In many ways, Victory Kicks has been making lockdown records for years. It’s always been primarily a home recording thing, so whilst other projects I was involved with came to a sudden halt last year, Victory Kicks was the one thing that could carry on. I’m really grateful for that; music has always been an escape. Last year that became more essential than ever. Working on a new record during lockdown also gave me something to structure my time around, as a result I can still just about remember what day it is.

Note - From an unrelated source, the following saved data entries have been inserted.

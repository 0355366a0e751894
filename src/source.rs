//! Item sources feeding the code map
//!
//! The tree never parses source code itself. A source hands over the flat,
//! pre-extracted item list for the active file: a host closure, an external
//! mapper program, or a file holding mapper output.

use anyhow::{bail, Context, Result};
use std::path::{Path, PathBuf};
use std::process::Command;

/// Placeholder in mapper templates replaced by the source path
pub const FILE_PLACEHOLDER: &str = "{file}";

/// Raw items for one source file
#[derive(Debug, Clone, Default, PartialEq, Eq)]
pub struct MapInfo {
    pub source_file: PathBuf,
    pub items: Vec<String>,
}

impl MapInfo {
    pub fn new(source_file: impl Into<PathBuf>, items: Vec<String>) -> Self {
        Self {
            source_file: source_file.into(),
            items,
        }
    }

    /// Split mapper output into items, one per line
    pub fn from_output(source_file: impl Into<PathBuf>, output: &str) -> Self {
        let items = output
            .lines()
            .map(|line| line.trim_end_matches('\r').to_string())
            .collect();
        Self::new(source_file, items)
    }

    /// Nothing to build: no file or no items
    pub fn is_empty(&self) -> bool {
        self.source_file.as_os_str().is_empty() || self.items.is_empty()
    }
}

/// Supplier of map items, queried on every rebuild
pub trait ItemSource {
    /// Current items, `None` when there is no file to map
    fn aggregate_items(&mut self) -> Option<MapInfo>;

    /// The editor switched files; `None` when no editor is active
    fn set_active_file(&mut self, _path: Option<&Path>) {}
}

impl<F> ItemSource for F
where
    F: FnMut() -> Option<MapInfo>,
{
    fn aggregate_items(&mut self) -> Option<MapInfo> {
        self()
    }
}

/// Pre-extracted mapper output stored in a file
///
/// The items belong to one source file only; while another editor is active
/// the map stays empty.
#[derive(Debug, Clone)]
pub struct ItemsFile {
    mapped_file: PathBuf,
    active_file: Option<PathBuf>,
    items_path: PathBuf,
}

impl ItemsFile {
    pub fn new(source_file: impl Into<PathBuf>, items_path: impl Into<PathBuf>) -> Self {
        let mapped_file = source_file.into();
        Self {
            active_file: Some(mapped_file.clone()),
            mapped_file,
            items_path: items_path.into(),
        }
    }

    pub fn items_path(&self) -> &Path {
        &self.items_path
    }

    /// Source file the items were extracted from
    pub fn mapped_file(&self) -> &Path {
        &self.mapped_file
    }

    /// Read the items file
    ///
    /// Returns an empty map unless the mapped file is the active one.
    pub fn read(&self) -> Result<MapInfo> {
        if self.active_file.as_deref() != Some(self.mapped_file.as_path()) {
            tracing::debug!(
                "Active file {:?} has no items in {}",
                self.active_file,
                self.items_path.display()
            );
            return Ok(MapInfo::default());
        }
        let content = std::fs::read_to_string(&self.items_path)
            .with_context(|| format!("Failed to read items from {}", self.items_path.display()))?;
        Ok(MapInfo::from_output(self.mapped_file.clone(), &content))
    }
}

impl ItemSource for ItemsFile {
    fn aggregate_items(&mut self) -> Option<MapInfo> {
        match self.read() {
            Ok(info) if info.is_empty() => None,
            Ok(info) => Some(info),
            Err(e) => {
                tracing::warn!("{:#}", e);
                None
            }
        }
    }

    fn set_active_file(&mut self, path: Option<&Path>) {
        self.active_file = path.map(Path::to_path_buf);
    }
}

/// External mapper program producing items on stdout
///
/// The template is split on whitespace; `{file}` is replaced by the source
/// path, or the path is appended when the template has no placeholder.
#[derive(Debug, Clone)]
pub struct MapperCommand {
    template: String,
    source_file: Option<PathBuf>,
}

impl MapperCommand {
    pub fn new(template: impl Into<String>, source_file: impl Into<PathBuf>) -> Self {
        Self {
            template: template.into(),
            source_file: Some(source_file.into()),
        }
    }

    pub fn template(&self) -> &str {
        &self.template
    }

    /// Program and arguments for mapping `source_file`
    pub fn command_line(&self, source_file: &Path) -> Vec<String> {
        let path = source_file.display().to_string();
        let mut args: Vec<String> = self
            .template
            .split_whitespace()
            .map(|arg| arg.replace(FILE_PLACEHOLDER, &path))
            .collect();
        if !self.template.contains(FILE_PLACEHOLDER) {
            args.push(path);
        }
        args
    }

    /// Run the mapper for the active file
    pub fn run(&self) -> Result<MapInfo> {
        let Some(source_file) = &self.source_file else {
            return Ok(MapInfo::default());
        };

        let args = self.command_line(source_file);
        let Some((program, rest)) = args.split_first() else {
            bail!("Empty mapper command");
        };

        tracing::debug!("Running mapper: {}", args.join(" "));
        let output = Command::new(program)
            .args(rest)
            .output()
            .with_context(|| format!("Failed to run mapper {}", program))?;

        if !output.status.success() {
            bail!(
                "Mapper {} exited with {}: {}",
                program,
                output.status,
                String::from_utf8_lossy(&output.stderr).trim()
            );
        }

        Ok(MapInfo::from_output(
            source_file.clone(),
            &String::from_utf8_lossy(&output.stdout),
        ))
    }
}

impl ItemSource for MapperCommand {
    fn aggregate_items(&mut self) -> Option<MapInfo> {
        match self.run() {
            Ok(info) if info.is_empty() => None,
            Ok(info) => Some(info),
            Err(e) => {
                tracing::warn!("{:#}", e);
                None
            }
        }
    }

    fn set_active_file(&mut self, path: Option<&Path>) {
        self.source_file = path.map(Path::to_path_buf);
    }
}
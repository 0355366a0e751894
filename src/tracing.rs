//! Tracing infrastructure for development diagnostics
//!
//! # Usage
//!
//! Configure via RUST_LOG environment variable:
//! - `RUST_LOG=debug` - all debug logs
//! - `RUST_LOG=codemap::outline=debug` - module-level filtering
//!
//! # Log Files
//!
//! Logs are written to `~/.config/codemap/logs/codemap.log` with daily rotation.
//! File logging uses debug level by default for more verbose troubleshooting.

use tracing_subscriber::{fmt, layer::SubscriberExt, util::SubscriberInitExt, EnvFilter, Layer};

/// Initialize tracing subscriber with console and file logging
///
/// Console output goes to stderr so it never mixes with a printed map, and
/// respects RUST_LOG (default `warn`).
pub fn init() {
    let console_filter =
        EnvFilter::try_from_default_env().unwrap_or_else(|_| EnvFilter::new("warn"));

    let console_layer = fmt::layer()
        .with_writer(std::io::stderr)
        .with_target(true)
        .with_line_number(true)
        .with_filter(console_filter);

    // File layer - always debug level for troubleshooting
    let file_layer = match crate::config_paths::ensure_logs_dir() {
        Ok(logs_dir) => {
            let file_appender = tracing_appender::rolling::daily(logs_dir, "codemap.log");
            Some(
                fmt::layer()
                    .with_writer(file_appender)
                    .with_ansi(false)
                    .with_target(true)
                    .with_line_number(true)
                    .with_filter(EnvFilter::new("debug")),
            )
        }
        Err(e) => {
            eprintln!("Warning: Could not initialize file logging: {}", e);
            None
        }
    };

    tracing_subscriber::registry()
        .with(console_layer)
        .with(file_layer)
        .init();
}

The start of the first lockdown in the UK coincided with the release of the 6th Victory Kicks album, Lovers in Peacetime. The original plan had been to play a bunch of shows in support of that record, which was probably the happiest I’d been with a finished album so far. In the end none of that could go ahead. Instead, I used the time we’d have spent rehearsing to write a new record. The songs I came up with during the first couple of months of the pandemic were starting to help me make sense of what was going on; I didn’t set out wanting to write about lockdown, but I wanted the songs to evoke the mood of it, and to translate how it felt into a sound.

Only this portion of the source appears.